The federal banking regulators have issued a proposed rule (the “Proposed Rule”) to implement Section 959 of the Dodd-Frank Act, governing incentive-based compensation for executive officers, employees, directors, and principal shareholders (“covered persons”).  Incentive-based compensation is defined broadly to include any direct or indirect payment or other benefit intended as an incentive for performance.  The Proposed Rule will apply to financial institutions (including banks, bank holding companies, and subsidiaries) with consolidated assets of one billion dollars or more.  The rule, however, may eventually become a “best practice” for smaller banks. 

The Proposed Rule essentially supplements existing rules and guidance on compensation, which apply to all banking institutions, including 12 CFR Parts 208 and 364, and the Guidance on Sound Incentive Policies issued in June of 2010.  Covered institutions are prohibited from providing excessive incentive-based compensation to a covered person that would encourage that person to expose the institution to inappropriate risks.  The determination of whether incentive-based compensation is excessive will be based on the following factors, found in the standards for safety and soundness with respect to compensation in 12 CFR Parts 208 and 364:

  1. The combined value of all cash and non-cash benefits to the covered person;
  2. The compensation history of the covered person and other individuals with comparable experience at the institution;
  3. The financial condition of the institution;
  4. Compensation practices at comparable institutions;
  5. The projected costs and benefits of any post-employment compensation;
  6. Any connection between the covered person and instance of fraud, breaches of trust or fiduciary duty, or insider abuse at the institution; and
  7. Any other factors the applicable federal regulator deems relevant.

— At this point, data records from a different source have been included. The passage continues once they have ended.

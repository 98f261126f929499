//! GS packet descriptors.
use serde::{Deserialize, Serialize};
use static_assertions::const_assert;

/// Describes a (possibly partial) GS packet inside a path buffer.
#[derive(Debug, Clone, Copy, Default, PartialEq, Eq, Serialize, Deserialize)]
pub struct GsPacket {
    /// Offset of the first byte of the packet in the path buffer.
    pub offset: u32,
    /// Size of the packet, tags included.
    pub size: u32,
    /// Accumulated transfer cost, in EE cycles.
    pub cycles: u32,
    /// How many bytes the downstream consumer must release once it is done with this packet.
    pub read_amount: u32,
    /// Whether the packet is complete and ready to be forwarded.
    pub done: bool,
}

const_assert!(size_of::<GsPacket>() <= 24);

impl GsPacket {
    /// An empty packet starting at `offset`.
    pub fn at(offset: u32) -> Self {
        Self {
            offset,
            ..Default::default()
        }
    }

    pub fn end(&self) -> u32 {
        self.offset + self.size
    }

    pub fn is_empty(&self) -> bool {
        self.size == 0
    }
}

/// A packet produced by the vector unit worker, together with the data it kicked.
#[derive(Debug, Clone, Default, PartialEq, Eq)]
pub struct FinishedPacket {
    pub packet: GsPacket,
    pub data: Vec<u8>,
}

The Proposed Rule also prohibits an institution from using incentive-based compensation practices that could lead to a material financial loss by the institution.  A determination of this requirement is based on the three principles for incentive-based compensation found in the Guidance on Sound Incentive Policies.  Under these principles, incentive-based compensation should be the following:

  1. Appropriately balanced in terms of risk and financial reward (such as by deferring payments and adjusting them for risk, extending the performance period for rewards, and reducing reward sensitivity to short-term performance);
  2. Compatible with effective controls and risk-management processes; and
  3. Subject to strong corporate governance and oversight.

Covered institutions (institutions larger than one billion dollars) are required to file annual reports regarding their incentive-based compensation practices and adopt written policies and procedures.  Covered institutions with assets greater than fifty billion dollars are subject to further requirements applicable to the institution’s executive management and board of directors (including a required deferral of at least three years for a minimum of 50% of incentive-based payments for certain executives).  Comments on the proposed rule will be accepted for 45 days after publication in the Federal Register. 


Amendments to Regulation Z regarding Loan Originator Compensation Fast Approaching

April 1 is the effective date for certain amendments made by the Federal Reserve Board to Regulation Z, which implements the Truth in Lending Act.  See 12 CFR 226.36.  The new rules will limit the ways in which banks, bank affiliates, mortgage companies, and other mortgage lenders may compensate mortgage loan originators (including mortgage loan officers employed by banks).  In essence, the new rules prohibits a mortgage loan originator from being compensated based on the terms or conditions of the transaction (for example, the interest rate), other than the amount of credit extended to the consumer.  Additionally, a loan originator that receives compensation directly from a consumer in connection with a mortgage loan cannot receive additional compensation from any other person.  Mortgage loan originators are also prohibited from “steering” (advising, counseling, or otherwise influencing) consumers to consummate a mortgage with less favorable terms for the purpose of increasing the loan originator’s compensation, unless the mortgage is in the consumer’s interest. 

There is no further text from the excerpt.